The Vienna Circle (German: Wiener Kreis) was a scientific and philosophical body formed in 1921 by the Austrian philosopher Moritz Schlick in Vienna, Austria, and dissolved definitively in 1936. This movement, known by the original name of the Vienna Circle for the Scientific World Conception, was mainly concerned with the logic of science, considering philosophy as a discipline in charge of distinguishing between what is science and what is not, and of the elaboration of a common language to all sciences.

The philosophical position of the Vienna Circle was called logical empiricism, logical positivism, or neopositivism. The main topics were founding debates in natural and social sciences, logic and mathematics; the modernization of empiricism by modern logic; the search for an empiricist criterion of meaning; the critique of metaphysics and the unification of the sciences in the unity of science. He stood out for his radically anti-metaphysical position and his logical conception of mathematics. He organized the first international congress on epistemology in Prague in 1929 and founded the journal Knowledge (Erkenntnis) in 1930. Today the Vienna Circle no longer represents a program of active research, but strongly influenced the development of analytic philosophy and the recent history of philosophy of science.

History

The members of the Vienna circle published their programmatic manifesto in 1929, in a booklet entitled The scientific vision of the world. They proposed using a common language that should be elaborated by philosophy, based on the language of physics, since this is the scientific discipline with the greatest advances and the one practiced professionally by many of the members of the circle. For the Vienna Circle, philosophy has the meaning of a discipline rather linked to logic and English empiricism, which defines the relevance of the statements. Ludwig Wittgenstein's 1922 publication of his Tractatus logico-philosophicus , influenced the work of the Circle and reaffirmed previous positions regarding treating science as a set of meaningful and relevant propositions..

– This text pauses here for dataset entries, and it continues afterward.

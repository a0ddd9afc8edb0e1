//! Transport errors.

use thiserror::Error;

/// Failure of a single channel send. Never aborts sibling channels.
#[derive(Debug, Error)]
pub enum TransportError {
    #[error("Channel not configured: {0}")]
    NotConfigured(String),

    #[error("Send failed: {0}")]
    SendFailed(String),

    #[error("Transport unavailable: {0}")]
    Unavailable(String),
}
//! Alert popup lifecycle.
//!
//! [`AlertPopupController`] is a synchronous state machine driven by explicit
//! inputs. [`PopupDriver`] wires it to tokio timers.

mod controller;
mod driver;

pub use controller::AlertPopupController;
pub use driver::PopupDriver;
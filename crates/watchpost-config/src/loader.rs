//! Configuration loader.

use std::fs;
use std::path::Path;
use std::sync::OnceLock;

use regex::Regex;

use crate::error::ConfigError;
use crate::schema::Config;

/// Configuration loader with environment variable substitution.
pub struct ConfigLoader;

impl ConfigLoader {
    /// Load configuration from a TOML file.
    pub fn load(path: &Path) -> Result<Config, ConfigError> {
        if !path.exists() {
            return Err(ConfigError::NotFound(path.display().to_string()));
        }
        let content = fs::read_to_string(path)?;
        Self::load_str(&content)
    }

    /// Load configuration from a file, falling back to defaults when it is absent.
    pub fn load_or_default(path: &Path) -> Result<Config, ConfigError> {
        match Self::load(path) {
            Err(ConfigError::NotFound(_)) => Ok(Config::default()),
            other => other,
        }
    }

    /// Load configuration from a string.
    pub fn load_str(content: &str) -> Result<Config, ConfigError> {
        let expanded = Self::expand_env_vars(content)?;
        let config: Config = toml::from_str(&expanded)?;
        Ok(config)
    }

    /// Expand environment variables in the format `${VAR}`.
    ///
    /// Full-line `#` comments are copied through untouched.
    fn expand_env_vars(content: &str) -> Result<String, ConfigError> {
        static ENV_VAR: OnceLock<Regex> = OnceLock::new();
        let re = ENV_VAR.get_or_init(|| {
            Regex::new(r"\$\{([^}]+)\}").expect("env var pattern is valid")
        });

        let mut result = String::with_capacity(content.len());
        for line in content.split_inclusive('\n') {
            if line.trim_start().starts_with('#') {
                result.push_str(line);
                continue;
            }

            let mut expanded = line.to_string();
            for cap in re.captures_iter(line) {
                let var_name = &cap[1];
                let var_value = std::env::var(var_name)
                    .map_err(|_| ConfigError::EnvVarNotSet(var_name.to_string()))?;
                expanded = expanded.replace(&cap[0], &var_value);
            }
            result.push_str(&expanded);
        }

        Ok(result)
    }

    /// Expand shell-style paths (e.g., `~/.watchpost`).
    pub fn expand_path(path: &str) -> String {
        shellexpand::tilde(path).to_string()
    }
}
//! `fanout run` - the watch-and-sync daemon loop
//!
//! Wires the watcher, scheduler and engine together:
//!
//! ```text
//! FileWatcher ──→ SyncScheduler ──→ sync_requested flag
//!                                         │
//!                 run loop ──(flag set or interval elapsed)──→ ReconcileEngine
//! ```
//!
//! Cycles also run on a fixed interval so changes missed by the watcher
//! (channel overflow, unwatchable paths) are picked up eventually. Ctrl-C
//! cancels the shared token; an in-flight cycle stops at the next path
//! boundary and state stays consistent.

use std::path::Path;
use std::sync::atomic::Ordering;
use std::sync::Arc;
use std::time::Duration;

use anyhow::Result;
use clap::Parser;
use tokio_util::sync::CancellationToken;
use tracing::{error, info};

use fanout_store::JsonStateStore;
use fanout_sync::{FileWatcher, ReconcileEngine, SyncScheduler};

use super::{build_registry, load_config};

/// How often the run loop checks the sync-requested flag.
const FLAG_POLL: Duration = Duration::from_millis(500);

/// Watch the local tree and reconcile continuously
#[derive(Debug, Parser)]
pub struct RunCommand {}

impl RunCommand {
    pub async fn execute(&self, config_path: Option<&Path>) -> Result<()> {
        let config = load_config(config_path)?;
        let registry = build_registry(&config)?;
        let store = Arc::new(JsonStateStore::open(&config.state.path).await?);
        let cancel = CancellationToken::new();

        let engine = ReconcileEngine::new(
            registry,
            store,
            config.watch.root.clone(),
            config.limits.max_file_size_bytes(),
            config.state.path.clone(),
            cancel.clone(),
        );

        // Watcher must outlive the loop; dropping it closes the scheduler's
        // channel.
        let (mut watcher, change_rx) = FileWatcher::new()?;
        watcher.watch(&config.watch.root)?;

        let (mut scheduler, sync_requested) = SyncScheduler::new(
            change_rx,
            Duration::from_secs(config.watch.debounce_delay),
            FLAG_POLL,
        );
        let scheduler_task = tokio::spawn(async move { scheduler.run().await });

        // Dedicated signal listener, registered for the whole daemon
        // lifetime: a Ctrl-C arriving while a cycle is in flight cancels
        // the shared token, and the engine stops at the next path boundary.
        let signal_cancel = cancel.clone();
        tokio::spawn(async move {
            match tokio::signal::ctrl_c().await {
                Ok(()) => {
                    info!("Shutdown requested");
                    signal_cancel.cancel();
                }
                Err(e) => error!(error = %e, "Cannot listen for shutdown signal"),
            }
        });

        info!(
            root = %config.watch.root.display(),
            interval_s = config.watch.poll_interval,
            "Fanout daemon started"
        );

        let mut forced = tokio::time::interval(Duration::from_secs(config.watch.poll_interval));
        let mut flag_poll = tokio::time::interval(FLAG_POLL);

        loop {
            tokio::select! {
                _ = cancel.cancelled() => break,

                // Periodic full cycle, independent of watcher events. The
                // first tick fires immediately and covers startup catch-up.
                _ = forced.tick() => {
                    sync_requested.store(false, Ordering::Release);
                    run_one(&engine).await;
                }

                _ = flag_poll.tick() => {
                    if sync_requested.swap(false, Ordering::AcqRel) {
                        run_one(&engine).await;
                    }
                }
            }
        }

        drop(watcher);
        let _ = scheduler_task.await;
        info!("Fanout daemon stopped");
        Ok(())
    }
}

/// Runs one cycle; failures are logged and the daemon keeps going.
async fn run_one(engine: &ReconcileEngine) {
    match engine.run_cycle().await {
        Ok(report) => info!(%report, "Cycle finished"),
        Err(e) => error!(error = %e, "Cycle aborted"),
    }
}
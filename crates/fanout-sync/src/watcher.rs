//! Filesystem event source and debounced change queue
//!
//! [`FileWatcher`] wraps the `notify` crate and converts raw OS events into
//! [`ChangeEvent`] values on an mpsc channel. Events are only triggers: the
//! engine always reconciles the full tree, so a lost or duplicated event
//! costs at most one extra cycle, never correctness.
//!
//! [`DebouncedChangeQueue`] coalesces rapid-fire events per path so a file
//! being actively written triggers one cycle after it goes quiet, not one
//! per intermediate save.

use std::collections::HashMap;
use std::path::{Path, PathBuf};
use std::time::{Duration, Instant};

use anyhow::{Context, Result};
use notify::event::{ModifyKind, RenameMode};
use notify::{EventKind, RecommendedWatcher, RecursiveMode, Watcher};
use tokio::sync::mpsc;
use tracing::{debug, error, info, warn};

// ============================================================================
// ChangeEvent
// ============================================================================

/// A filesystem change observed under the watch root
///
/// Decoupled from `notify`'s raw event types; downstream code never sees the
/// OS-level representation.
#[derive(Debug, Clone, PartialEq, Eq)]
pub enum ChangeEvent {
    /// A file or directory appeared
    Created(PathBuf),
    /// A file's content or metadata changed
    Modified(PathBuf),
    /// A file or directory disappeared
    Removed(PathBuf),
    /// A file or directory moved within the watched tree
    Renamed {
        /// Path before the move
        old: PathBuf,
        /// Path after the move
        new: PathBuf,
    },
}

impl ChangeEvent {
    /// The path this event is keyed on (the destination for renames)
    pub fn path(&self) -> &Path {
        match self {
            ChangeEvent::Created(p) => p,
            ChangeEvent::Modified(p) => p,
            ChangeEvent::Removed(p) => p,
            ChangeEvent::Renamed { new, .. } => new,
        }
    }
}

// ============================================================================
// FileWatcher
// ============================================================================

/// Recursive directory watcher built on the OS-native mechanism
///
/// On Linux this is inotify. Mapped events are sent through a bounded mpsc
/// channel; if the receiver falls behind, drops are logged and the next
/// full cycle picks up whatever was missed.
pub struct FileWatcher {
    watcher: RecommendedWatcher,
}

impl FileWatcher {
    /// Creates a watcher and the receiving end of its event channel
    ///
    /// # Errors
    /// Returns an error if the underlying OS watcher cannot be created.
    pub fn new() -> Result<(Self, mpsc::Receiver<ChangeEvent>)> {
        let (tx, rx) = mpsc::channel::<ChangeEvent>(1024);

        let watcher = RecommendedWatcher::new(
            move |res: std::result::Result<notify::Event, notify::Error>| match res {
                Ok(event) => {
                    if let Some(change) = map_notify_event(&event) {
                        if let Err(e) = tx.blocking_send(change) {
                            warn!(error = %e, "Dropping change event (receiver gone)");
                        }
                    }
                }
                Err(err) => {
                    error!(error = %err, "File watcher error");
                }
            },
            notify::Config::default(),
        )
        .context("Failed to create file watcher")?;

        Ok((Self { watcher }, rx))
    }

    /// Starts watching `root` and everything below it
    ///
    /// # Errors
    /// Returns an error if the path cannot be watched (missing directory,
    /// permissions, or inotify watch limit).
    pub fn watch(&mut self, root: &Path) -> Result<()> {
        info!(root = %root.display(), "Starting recursive watch");
        self.watcher
            .watch(root, RecursiveMode::Recursive)
            .with_context(|| format!("Failed to watch {}", root.display()))
    }
}

// ============================================================================
// Event mapping
// ============================================================================

/// Maps a raw `notify` event to a [`ChangeEvent`], or drops it
///
/// Access events carry no reconciliation signal and are ignored. A rename
/// reported with a single path cannot be paired, so it degrades to a
/// modification of that path; the full-tree cycle sorts out the rest.
fn map_notify_event(event: &notify::Event) -> Option<ChangeEvent> {
    let paths = &event.paths;

    match &event.kind {
        EventKind::Create(_) => Some(ChangeEvent::Created(paths.first()?.clone())),

        EventKind::Remove(_) => Some(ChangeEvent::Removed(paths.first()?.clone())),

        EventKind::Modify(ModifyKind::Name(RenameMode::Both)) => {
            if paths.len() >= 2 {
                Some(ChangeEvent::Renamed {
                    old: paths[0].clone(),
                    new: paths[1].clone(),
                })
            } else {
                Some(ChangeEvent::Modified(paths.first()?.clone()))
            }
        }

        EventKind::Modify(_) => Some(ChangeEvent::Modified(paths.first()?.clone())),

        other => {
            debug!(kind = ?other, "Ignoring event kind");
            None
        }
    }
}

// ============================================================================
// DebouncedChangeQueue
// ============================================================================

/// Coalesces bursts of events into one settled change per path
///
/// Each push replaces the pending event for its path and resets its
/// timestamp; [`poll`](DebouncedChangeQueue::poll) only releases events that
/// have been quiet for the full debounce window. A file under continuous
/// write keeps extending its window until the writes stop.
pub struct DebouncedChangeQueue {
    pending: HashMap<PathBuf, (ChangeEvent, Instant)>,
    debounce_delay: Duration,
}

impl DebouncedChangeQueue {
    /// Creates a queue with the given quiet window
    pub fn new(debounce_delay: Duration) -> Self {
        Self {
            pending: HashMap::new(),
            debounce_delay,
        }
    }

    /// Inserts or replaces the pending event for the event's path
    pub fn push(&mut self, event: ChangeEvent) {
        let path = event.path().to_path_buf();
        self.pending.insert(path, (event, Instant::now()));
    }

    /// Removes and returns every event older than the debounce window
    pub fn poll(&mut self) -> Vec<ChangeEvent> {
        let now = Instant::now();
        let settled_paths: Vec<PathBuf> = self
            .pending
            .iter()
            .filter(|(_, (_, stamp))| now.duration_since(*stamp) >= self.debounce_delay)
            .map(|(path, _)| path.clone())
            .collect();

        settled_paths
            .iter()
            .filter_map(|path| self.pending.remove(path).map(|(event, _)| event))
            .collect()
    }

    /// Number of events still inside their quiet window
    pub fn pending_count(&self) -> usize {
        self.pending.len()
    }

    /// True when nothing is pending
    pub fn is_empty(&self) -> bool {
        self.pending.is_empty()
    }
}

// ============================================================================
// Tests
// ============================================================================
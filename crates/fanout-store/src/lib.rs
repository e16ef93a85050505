//! # fanout-store
//!
//! JSON file adapter for the [`IStateStore`](fanout_core::ports::IStateStore)
//! port: the durable mapping from local path to tracked entry, persisted as a
//! single human-readable JSON document.
//!
//! The store is crash-consistent (atomic replace via temp file + rename) and
//! tolerant of a corrupt or legacy-format state file on load.

pub mod repository;

pub use repository::JsonStateStore;
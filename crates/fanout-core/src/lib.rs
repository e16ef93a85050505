//! Fanout Core - Domain logic and business rules
//!
//! This crate contains the hexagonal architecture core with:
//! - **Domain entities** - `TrackedEntry`, the durable record linking a local
//!   path to its last-confirmed content digest and remote references
//! - **Port definitions** - Traits for adapters: `ITransport`, `IStateStore`
//! - **Configuration** - Typed config loaded from YAML with validation
//!
//! # Architecture
//!
//! This crate follows the hexagonal (ports & adapters) architecture pattern.
//! The domain module contains pure business logic with no external dependencies.
//! Ports define trait interfaces that adapter crates implement: the JSON state
//! store lives in `fanout-store`, remote transports in `fanout-http` (and any
//! future destination crates), and the reconciliation engine that drives them
//! in `fanout-sync`.

pub mod config;
pub mod domain;
pub mod ports;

The Vienna Circle project began to spread from the work of the magazine Knowledge directed by Rudolf Carnap, in which the main contributions of this movement were published. Karl Popper gave a presentation of his work The Logic of Scientific Research which had an important influence on the Circle. Although he identified with certain premises that are in falsificationism, he never later considered or associated with the Circle as a critic of its positivism.

The Vienna Circle dissolved as a result of political pressure and the rise of Nazism in Austria. In 1936, Moritz Schlick was assassinated by a Nazi student, Johann Nelböck, a situation justified by the German press of the time. After these events, most of the members of the Vienna Circle fled to other countries (mainly the United States), where they continued to develop their philosophy: logical positivism, but no longer as a circle, but in a disseminated way.

In 1939, Rudolf Carnap, Otto Neurath, and Charles Morris published the International Encyclopedia of Unified Science. Although logical empiricism continued to develop for a time, this volume is considered the last work done by the Vienna Circle.

Philosophy

The philosophy of the Vienna Circle advocates a scientific conception of the world, defending the empiricism of David Hume, John Locke and Ernst Mach, the method of induction, the search for the unification of the language of science and the abolition of metaphysics in the scientific field. This philosophy is a form of empiricism and a form of positivism known by the names of logical positivism, neopositivism, logical empiricism, or neoempiricism, although members of the Vienna Circle preferred to call it consistent empiricism.

Positivism and logical empiricism or neoempiricism did not require any distinction, since they had objective criteria with which to respond: the principles of verification and confirmation respectively. However, as soon as knowledge is identified with proven or confirmed knowledge, to a certain degree the pitfall of having to justify inductivism as a legitimizing doctrine of inferences arises. Instrumentalist conceptions, which base acceptability on utilitarian criteria, are free from this stumbling block.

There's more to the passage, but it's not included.